- WHAT IS EXPECTED:
Output the data below exactly.

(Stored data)
Start of Block

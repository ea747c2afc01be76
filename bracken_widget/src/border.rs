// Copyright 2025 the Bracken Authors
// SPDX-License-Identifier: Apache-2.0 OR MIT

//! Borders drawn around a widget's bounds.

use core::fmt::Debug;
use kurbo::{Point, Rect};
use peniko::Color;

use crate::widget::RenderContext;

/// A decorator drawn around a widget's bounds after its content.
///
/// The built-in variants are [`EmptyBorder`] (nothing) and [`LineBorder`]
/// (a solid outline); any other implementation is a custom border.
pub trait Border: Debug {
    /// Draws the border around `bounds`.
    fn render(&self, ctx: &mut RenderContext<'_>, bounds: Rect, mouse: Point, delta: f64);

    /// The border's thickness, in widget coordinates.
    fn thickness(&self) -> f64;
}

/// The absence of a border.
#[derive(Clone, Copy, Debug, Default)]
pub struct EmptyBorder;

impl Border for EmptyBorder {
    fn render(&self, _ctx: &mut RenderContext<'_>, _bounds: Rect, _mouse: Point, _delta: f64) {}

    fn thickness(&self) -> f64 {
        0.0
    }
}

/// A solid single-color outline.
#[derive(Clone, Copy, Debug)]
pub struct LineBorder {
    /// Outline thickness.
    pub thickness: f64,
    /// Outline color.
    pub color: Color,
}

impl LineBorder {
    /// Creates a line border.
    #[must_use]
    pub fn new(thickness: f64, color: Color) -> Self {
        Self { thickness, color }
    }
}

impl Border for LineBorder {
    fn render(&self, ctx: &mut RenderContext<'_>, bounds: Rect, _mouse: Point, _delta: f64) {
        let t = self.thickness;
        // Top and bottom strips span the full width; the side strips fill
        // the remainder so corners are not drawn twice.
        ctx.surface.fill_rect(
            Rect::new(bounds.x0, bounds.y0, bounds.x1, bounds.y0 + t),
            self.color,
        );
        ctx.surface.fill_rect(
            Rect::new(bounds.x0, bounds.y1 - t, bounds.x1, bounds.y1),
            self.color,
        );
        ctx.surface.fill_rect(
            Rect::new(bounds.x0, bounds.y0 + t, bounds.x0 + t, bounds.y1 - t),
            self.color,
        );
        ctx.surface.fill_rect(
            Rect::new(bounds.x1 - t, bounds.y0 + t, bounds.x1, bounds.y1 - t),
            self.color,
        );
    }

    fn thickness(&self) -> f64 {
        self.thickness
    }
}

End of Block

- PROBLEM SOLUTION:
repository ea747c2afc01be76
filename bracken_widget/src/border.rs
// Copyright 2025 the Bracken Authors
// SPDX-License-Identifier: Apache-2.0 OR MIT

//! Borders drawn around a widget's bounds.

use core::fmt::Debug;
use kurbo::{Point, Rect};
use peniko::Color;

use crate::widget::RenderContext;

/// A decorator drawn around a widget's bounds after its content.
///
/// The built-in variants are [`EmptyBorder`] (nothing) and [`LineBorder`]
/// (a solid outline); any other implementation is a custom border.
pub trait Border: Debug {
    /// Draws the border around `bounds`.
    fn render(&self, ctx: &mut RenderContext<'_>, bounds: Rect, mouse: Point, delta: f64);

    /// The border's thickness, in widget coordinates.
    fn thickness(&self) -> f64;
}

/// The absence of a border.
#[derive(Clone, Copy, Debug, Default)]
pub struct EmptyBorder;

impl Border for EmptyBorder {
    fn render(&self, _ctx: &mut RenderContext<'_>, _bounds: Rect, _mouse: Point, _delta: f64) {}

    fn thickness(&self) -> f64 {
        0.0
    }
}

/// A solid single-color outline.
#[derive(Clone, Copy, Debug)]
pub struct LineBorder {
    /// Outline thickness.
    pub thickness: f64,
    /// Outline color.
    pub color: Color,
}

impl LineBorder {
    /// Creates a line border.
    #[must_use]
    pub fn new(thickness: f64, color: Color) -> Self {
        Self { thickness, color }
    }
}

impl Border for LineBorder {
    fn render(&self, ctx: &mut RenderContext<'_>, bounds: Rect, _mouse: Point, _delta: f64) {
        let t = self.thickness;
        // Top and bottom strips span the full width; the side strips fill
        // the remainder so corners are not drawn twice.
        ctx.surface.fill_rect(
            Rect::new(bounds.x0, bounds.y0, bounds.x1, bounds.y0 + t),
            self.color,
        );
        ctx.surface.fill_rect(
            Rect::new(bounds.x0, bounds.y1 - t, bounds.x1, bounds.y1),
            self.color,
        );
        ctx.surface.fill_rect(
            Rect::new(bounds.x0, bounds.y0 + t, bounds.x0 + t, bounds.y1 - t),
            self.color,
        );
        ctx.surface.fill_rect(
            Rect::new(bounds.x1 - t, bounds.y0 + t, bounds.x1, bounds.y1 - t),
            self.color,
        );
    }

    fn thickness(&self) -> f64 {
        self.thickness
    }
}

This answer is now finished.